But perhaps you are wondering what Augustus John looks like? Have you seen Epstein’s bust of him? Wonderfully good, of course; extraordinarily good; but it is rather solemn—heavy, I mean. John is not ponderous, and he does not wear the air of a prophet, and I have never seen him look precisely like that. His hair is long.... Of course, most of you will feel disposed to sneer at that; so should I if it were anybody but John.... But he carries it off splendidly. You know, even Liszt (at all events in his photographs) looked frightfully conscious of his locks, but though John’s hair makes him conspicuous, he does not appear conscious of his conspicuousness. He is tall, deliberate in his movements, deep-voiced, very self-contained. His shortish beard is red, and he has large eyes that, in some extraordinary way, seem separate from his face; I mean, they belie it.
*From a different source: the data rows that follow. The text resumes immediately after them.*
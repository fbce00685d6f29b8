//! Weapon level to firing pattern
//!
//! Pattern shape is driven by the visual level (weapon level capped at
//! `visual_level_cap`), so projectile count stops growing there. Damage keeps
//! scaling past the cap with no upper bound.

use glam::Vec2;

use super::state::{Agent, Projectile};
use crate::tuning::Tuning;

/// One projectile in a volley, relative to the firing point
#[derive(Debug, Clone, Copy, PartialEq)]
pub struct Shot {
    pub offset_x: f32,
    /// Radians from vertical, positive drifts right
    pub angle: f32,
}

/// Everything fired by a single trigger pull
#[derive(Debug, Clone, PartialEq)]
pub struct FirePattern {
    pub shots: Vec<Shot>,
    pub damage: f32,
}

#[inline]
pub fn visual_level(level: u32, tuning: &Tuning) -> u32 {
    level.min(tuning.visual_level_cap)
}

/// Per-projectile damage: 1 up to the cap, then +1.5 per level beyond it
pub fn shot_damage(level: u32, tuning: &Tuning) -> f32 {
    let beyond = level.saturating_sub(tuning.visual_level_cap);
    1.0 + beyond as f32 * tuning.damage_per_level_beyond_cap
}

pub fn main_stream_count(level: u32, tuning: &Tuning) -> u32 {
    (1 + visual_level(level, tuning) / 3).min(tuning.max_main_streams)
}

pub fn spread_pair_count(level: u32, tuning: &Tuning) -> u32 {
    (visual_level(level, tuning) / 2).min(tuning.max_spread_pairs)
}

/// Projectiles per shot
pub fn projectile_count(level: u32, tuning: &Tuning) -> u32 {
    main_stream_count(level, tuning) + 2 * spread_pair_count(level, tuning)
}

/// Frames between shots, floored at `fire_cooldown_min`
pub fn fire_cooldown(level: u32, tuning: &Tuning) -> u32 {
    let step = level / tuning.levels_per_cooldown_step;
    tuning
        .fire_cooldown_base
        .saturating_sub(step)
        .max(tuning.fire_cooldown_min)
}

pub fn fire_pattern(level: u32, tuning: &Tuning) -> FirePattern {
    let streams = main_stream_count(level, tuning);
    let pairs = spread_pair_count(level, tuning);
    let mut shots = Vec::with_capacity((streams + pairs * 2) as usize);

    // Parallel streams, centered on the nose
    let center = (streams as f32 - 1.0) / 2.0;
    for i in 0..streams {
        shots.push(Shot {
            offset_x: (i as f32 - center) * tuning.stream_spacing,
            angle: 0.0,
        });
    }

    for i in 1..=pairs {
        let angle = tuning.spread_step * i as f32;
        shots.push(Shot {
            offset_x: 0.0,
            angle: -angle,
        });
        shots.push(Shot {
            offset_x: 0.0,
            angle,
        });
    }

    FirePattern {
        shots,
        damage: shot_damage(level, tuning),
    }
}

/// Build the projectiles for one shot from the agent's nose
pub fn fire(agent: &Agent, tuning: &Tuning) -> Vec<Projectile> {
    let pattern = fire_pattern(agent.weapon_level, tuning);
    let nose = agent.nose();
    pattern
        .shots
        .iter()
        .map(|shot| {
            Projectile::new(
                nose + Vec2::new(shot.offset_x, 0.0),
                shot.angle,
                pattern.damage,
                tuning,
            )
        })
        .collect()
}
His features are so composed that one might think them expressionless; but his eyes are brooding and deep and quiet. He has not the noisy, fussy little eyes of the “trained observer,” the man who notices everything and remembers nothing; he notices only what is essential to him, the things that are necessary for him to notice.... Of course, I haven’t described him in the least; I might have known I could not when I began to try.... But it seems to me that the essential thing about Augustus John is the quiet, lazy exterior which, in some peculiar way, contrives to suggest hidden fires and volcanic energies. A Celt, of course, and the mystery of the Celt hangs about him.

I think John loves fe............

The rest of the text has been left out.